[WORKING DATA]

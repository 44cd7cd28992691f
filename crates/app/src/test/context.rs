//! Test context for service-level integration tests.

use sqlx::{Connection, PgConnection, PgPool, query};
use uuid::Uuid;

use crate::{
    auth::{generate_api_token, hash_api_token},
    database::Db,
    domain::{
        carts::PgCartsService,
        discounts::PgDiscountsService,
        orders::PgOrdersService,
        products::PgProductsService,
        tenants::{
            PgTenantsService, TenantsService,
            models::{NewTenant, TenantUuid},
        },
    },
};

use super::db::TestDb;

/// Name of the non-superuser app role used for RLS testing.
const APP_ROLE: &str = "tally_app_test";
const APP_ROLE_PASSWORD: &str = "tally_app_test_pass";

pub struct TestContext {
    pub db: TestDb,
    pub tenant_uuid: TenantUuid,
    pub api_token: String,
    pub products: PgProductsService,
    pub carts: PgCartsService,
    pub discounts: PgDiscountsService,
    pub orders: PgOrdersService,
}

impl TestContext {
    pub async fn new() -> Self {
        let test_db = TestDb::new().await;

        // Domain services connect as a non-superuser role so RLS policies
        // are actually enforced; the superuser pool only does admin setup.
        let app_pool = Self::setup_app_pool(&test_db).await;
        let db = Db::new(app_pool);

        let tenant_uuid = Uuid::now_v7();
        let api_token = generate_api_token();

        PgTenantsService::new(test_db.pool().clone())
            .create_tenant(NewTenant {
                uuid: tenant_uuid,
                name: "Test Tenant".to_string(),
                token_uuid: Uuid::now_v7(),
                token_hash: hash_api_token(&api_token),
            })
            .await
            .expect("Failed to create default test tenant");

        Self {
            products: PgProductsService::new(db.clone()),
            carts: PgCartsService::new(db.clone()),
            discounts: PgDiscountsService::new(db.clone()),
            orders: PgOrdersService::new(db),
            tenant_uuid: TenantUuid::from_uuid(tenant_uuid),
            api_token,
            db: test_db,
        }
    }

    /// Create an additional tenant — useful for RLS isolation tests.
    pub async fn create_tenant(&self, name: &str) -> TenantUuid {
        let uuid = Uuid::now_v7();

        PgTenantsService::new(self.db.pool().clone())
            .create_tenant(NewTenant {
                uuid,
                name: name.to_string(),
                token_uuid: Uuid::now_v7(),
                token_hash: hash_api_token(&generate_api_token()),
            })
            .await
            .expect("Failed to create test tenant");

        TenantUuid::from_uuid(uuid)
    }

    /// Create a non-superuser role (once per server) and return a pool
    /// connected as it.
    ///
    /// PostgreSQL superusers bypass RLS even with `FORCE ROW LEVEL SECURITY`,
    /// so service tests that exercise isolation must connect via this
    /// restricted role.
    async fn setup_app_pool(test_db: &TestDb) -> PgPool {
        let su_url = &test_db.superuser_url;

        // Server-level DDL (CREATE ROLE is server-scoped) goes through the
        // maintenance database.
        let postgres_url = su_url.rsplit_once('/').map(|x| x.0).unwrap_or(su_url);
        let postgres_url = format!("{postgres_url}/postgres");

        let mut server_conn = PgConnection::connect(&postgres_url)
            .await
            .expect("Failed to connect to postgres database for role setup");

        // Multiple parallel tests may race creating the role; "already
        // exists" (42710) or the underlying unique violation (23505) both
        // mean the role is present.
        let create_result = query(&format!(
            "CREATE ROLE {APP_ROLE} WITH LOGIN PASSWORD '{APP_ROLE_PASSWORD}' \
               NOSUPERUSER NOCREATEDB NOCREATEROLE"
        ))
        .execute(&mut server_conn)
        .await;

        if let Err(sqlx::Error::Database(ref e)) = create_result {
            if !matches!(e.code().as_deref(), Some("42710") | Some("23505")) {
                create_result.expect("Failed to create app role");
            }
        } else {
            create_result.expect("Failed to create app role");
        }

        query(&format!(
            "GRANT CONNECT ON DATABASE \"{}\" TO {APP_ROLE}",
            test_db.name
        ))
        .execute(&mut server_conn)
        .await
        .expect("Failed to grant CONNECT on test database");

        server_conn
            .close()
            .await
            .expect("Failed to close server connection");

        // Within the test database, grant schema and table privileges.
        let mut db_conn = PgConnection::connect(su_url)
            .await
            .expect("Failed to connect to test database for privilege setup");

        for stmt in [
            format!("GRANT USAGE ON SCHEMA public TO {APP_ROLE}"),
            format!(
                "GRANT SELECT, INSERT, UPDATE, DELETE ON ALL TABLES IN SCHEMA public TO {APP_ROLE}"
            ),
            format!("GRANT USAGE, SELECT ON ALL SEQUENCES IN SCHEMA public TO {APP_ROLE}"),
            format!("GRANT EXECUTE ON ALL FUNCTIONS IN SCHEMA public TO {APP_ROLE}"),
        ] {
            query(&stmt)
                .execute(&mut db_conn)
                .await
                .expect("Failed to grant privileges to app role");
        }

        db_conn
            .close()
            .await
            .expect("Failed to close db connection");

        // Connect as the non-superuser role.
        let app_url = su_url.replacen(
            "tally_test:tally_test_password",
            &format!("{APP_ROLE}:{APP_ROLE_PASSWORD}"),
            1,
        );

        PgPool::connect(&app_url)
            .await
            .expect("Failed to create app pool")
    }
}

[/WORKING DATA]

EXERCISE — An exact copy of the data, with every line intact, is the required answer.

COMPLETED TASK —
repository 44cd7cd28992691f
filename crates/app/src/test/context.rs
//! Test context for service-level integration tests.

use sqlx::{Connection, PgConnection, PgPool, query};
use uuid::Uuid;

use crate::{
    auth::{generate_api_token, hash_api_token},
    database::Db,
    domain::{
        carts::PgCartsService,
        discounts::PgDiscountsService,
        orders::PgOrdersService,
        products::PgProductsService,
        tenants::{
            PgTenantsService, TenantsService,
            models::{NewTenant, TenantUuid},
        },
    },
};

use super::db::TestDb;

/// Name of the non-superuser app role used for RLS testing.
const APP_ROLE: &str = "tally_app_test";
const APP_ROLE_PASSWORD: &str = "tally_app_test_pass";

pub struct TestContext {
    pub db: TestDb,
    pub tenant_uuid: TenantUuid,
    pub api_token: String,
    pub products: PgProductsService,
    pub carts: PgCartsService,
    pub discounts: PgDiscountsService,
    pub orders: PgOrdersService,
}

impl TestContext {
    pub async fn new() -> Self {
        let test_db = TestDb::new().await;

        // Domain services connect as a non-superuser role so RLS policies
        // are actually enforced; the superuser pool only does admin setup.
        let app_pool = Self::setup_app_pool(&test_db).await;
        let db = Db::new(app_pool);

        let tenant_uuid = Uuid::now_v7();
        let api_token = generate_api_token();

        PgTenantsService::new(test_db.pool().clone())
            .create_tenant(NewTenant {
                uuid: tenant_uuid,
                name: "Test Tenant".to_string(),
                token_uuid: Uuid::now_v7(),
                token_hash: hash_api_token(&api_token),
            })
            .await
            .expect("Failed to create default test tenant");

        Self {
            products: PgProductsService::new(db.clone()),
            carts: PgCartsService::new(db.clone()),
            discounts: PgDiscountsService::new(db.clone()),
            orders: PgOrdersService::new(db),
            tenant_uuid: TenantUuid::from_uuid(tenant_uuid),
            api_token,
            db: test_db,
        }
    }

    /// Create an additional tenant — useful for RLS isolation tests.
    pub async fn create_tenant(&self, name: &str) -> TenantUuid {
        let uuid = Uuid::now_v7();

        PgTenantsService::new(self.db.pool().clone())
            .create_tenant(NewTenant {
                uuid,
                name: name.to_string(),
                token_uuid: Uuid::now_v7(),
                token_hash: hash_api_token(&generate_api_token()),
            })
            .await
            .expect("Failed to create test tenant");

        TenantUuid::from_uuid(uuid)
    }

    /// Create a non-superuser role (once per server) and return a pool
    /// connected as it.
    ///
    /// PostgreSQL superusers bypass RLS even with `FORCE ROW LEVEL SECURITY`,
    /// so service tests that exercise isolation must connect via this
    /// restricted role.
    async fn setup_app_pool(test_db: &TestDb) -> PgPool {
        let su_url = &test_db.superuser_url;

        // Server-level DDL (CREATE ROLE is server-scoped) goes through the
        // maintenance database.
        let postgres_url = su_url.rsplit_once('/').map(|x| x.0).unwrap_or(su_url);
        let postgres_url = format!("{postgres_url}/postgres");

        let mut server_conn = PgConnection::connect(&postgres_url)
            .await
            .expect("Failed to connect to postgres database for role setup");

        // Multiple parallel tests may race creating the role; "already
        // exists" (42710) or the underlying unique violation (23505) both
        // mean the role is present.
        let create_result = query(&format!(
            "CREATE ROLE {APP_ROLE} WITH LOGIN PASSWORD '{APP_ROLE_PASSWORD}' \
               NOSUPERUSER NOCREATEDB NOCREATEROLE"
        ))
        .execute(&mut server_conn)
        .await;

        if let Err(sqlx::Error::Database(ref e)) = create_result {
            if !matches!(e.code().as_deref(), Some("42710") | Some("23505")) {
                create_result.expect("Failed to create app role");
            }
        } else {
            create_result.expect("Failed to create app role");
        }

        query(&format!(
            "GRANT CONNECT ON DATABASE \"{}\" TO {APP_ROLE}",
            test_db.name
        ))
        .execute(&mut server_conn)
        .await
        .expect("Failed to grant CONNECT on test database");

        server_conn
            .close()
            .await
            .expect("Failed to close server connection");

        // Within the test database, grant schema and table privileges.
        let mut db_conn = PgConnection::connect(su_url)
            .await
            .expect("Failed to connect to test database for privilege setup");

        for stmt in [
            format!("GRANT USAGE ON SCHEMA public TO {APP_ROLE}"),
            format!(
                "GRANT SELECT, INSERT, UPDATE, DELETE ON ALL TABLES IN SCHEMA public TO {APP_ROLE}"
            ),
            format!("GRANT USAGE, SELECT ON ALL SEQUENCES IN SCHEMA public TO {APP_ROLE}"),
            format!("GRANT EXECUTE ON ALL FUNCTIONS IN SCHEMA public TO {APP_ROLE}"),
        ] {
            query(&stmt)
                .execute(&mut db_conn)
                .await
                .expect("Failed to grant privileges to app role");
        }

        db_conn
            .close()
            .await
            .expect("Failed to close db connection");

        // Connect as the non-superuser role.
        let app_url = su_url.replacen(
            "tally_test:tally_test_password",
            &format!("{APP_ROLE}:{APP_ROLE_PASSWORD}"),
            1,
        );

        PgPool::connect(&app_url)
            .await
            .expect("Failed to create app pool")
    }
}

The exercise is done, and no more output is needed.